Whether or not these different approaches, which are legitimate in their own worlds, manifest a founding politics in the current system depend on the people’s courtesy. In the Turkish political life, the chapter of the 20th century is closed with the heavy public support that has been given to the AK Party in the last decade. Turkey has entered the 21st century by creating a metamorphosis of the last century’s right-left paradigm in the “center”. Today, it is almost impossible to discuss the political and social life in Turkey by means of the right and the left.
The 1980 military coup d’état profoundly believed that they crushed the political identity movements to the ground. However, two strong political identity movements have occurred in Turkey without even before a decade has passed since the coup. Following the Gezi protests, the analyses of the AK Party that “it has lost the central-right party identity” remind the assessments of the 1980 military coup plotters. Those, who do not understand that the last thing to result from the attempt of determining the ruler in the streets through the Taksim nihilism is a founding politics, are excitedly trying to read the Turkish politics through an anti-political world. Since this is the case, they are trying to find a place for the AK Party in the political camps of the 20th century and when they fail to do so, they announce the AK Party a loser.

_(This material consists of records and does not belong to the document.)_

use quadris_engine::ShapeKind;
use ratatui::{
    prelude::{Buffer, Rect},
    style::Style,
    widgets::{Paragraph, Widget},
};

use crate::ui::widgets::style;

/// One board cell, rendered as a 2x1 colored patch.
#[derive(Debug)]
pub struct CellDisplay {
    style: Style,
    symbol: &'static str,
}

impl CellDisplay {
    pub const fn new(style: Style, symbol: &'static str) -> Self {
        Self { style, symbol }
    }

    pub fn width() -> u16 {
        2
    }

    pub fn height() -> u16 {
        1
    }

    pub fn from_shape(shape: ShapeKind, show_dots: bool) -> Self {
        let style = match shape {
            ShapeKind::Empty => {
                return if show_dots {
                    Self::new(style::EMPTY_DOT, ".")
                } else {
                    Self::new(style::EMPTY, "")
                };
            }
            ShapeKind::Line => style::LINE_BLOCK,
            ShapeKind::LShape => style::L_BLOCK,
            ShapeKind::MirroredLShape => style::MIRRORED_L_BLOCK,
            ShapeKind::Square => style::SQUARE_BLOCK,
            ShapeKind::SShape => style::S_BLOCK,
            ShapeKind::TShape => style::T_BLOCK,
            ShapeKind::ZShape => style::Z_BLOCK,
        };
        Self::new(style, "")
    }
}

impl Widget for CellDisplay {
    fn render(self, area: Rect, buf: &mut Buffer)
    where
        Self: Sized,
    {
        Widget::render(&self, area, buf);
    }
}

impl Widget for &CellDisplay {
    fn render(self, area: Rect, buf: &mut Buffer)
    where
        Self: Sized,
    {
        // Use a Paragraph to fill the whole area, not just the cells with the symbol
        Paragraph::new(self.symbol)
            .style(self.style)
            .centered()
            .render(area, buf);
    }
}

THE AK PARTY AND THE CENTER-RIGHT
The AK Party materialized in the early 1980s as an anti-systemic movement, and did not take the seat of the publicly known “center-right” which was doing politics in a sphere provided by the system and taking its central role from this very system. To the contrary, the AK Party sharpening an anti-system line in the public, reduced both the “center-right” and its meaning to absurdity, and then walked to power. For this reason, the AK Party still sustains its dynamism for change, and makes its masses of supporters maintain their role.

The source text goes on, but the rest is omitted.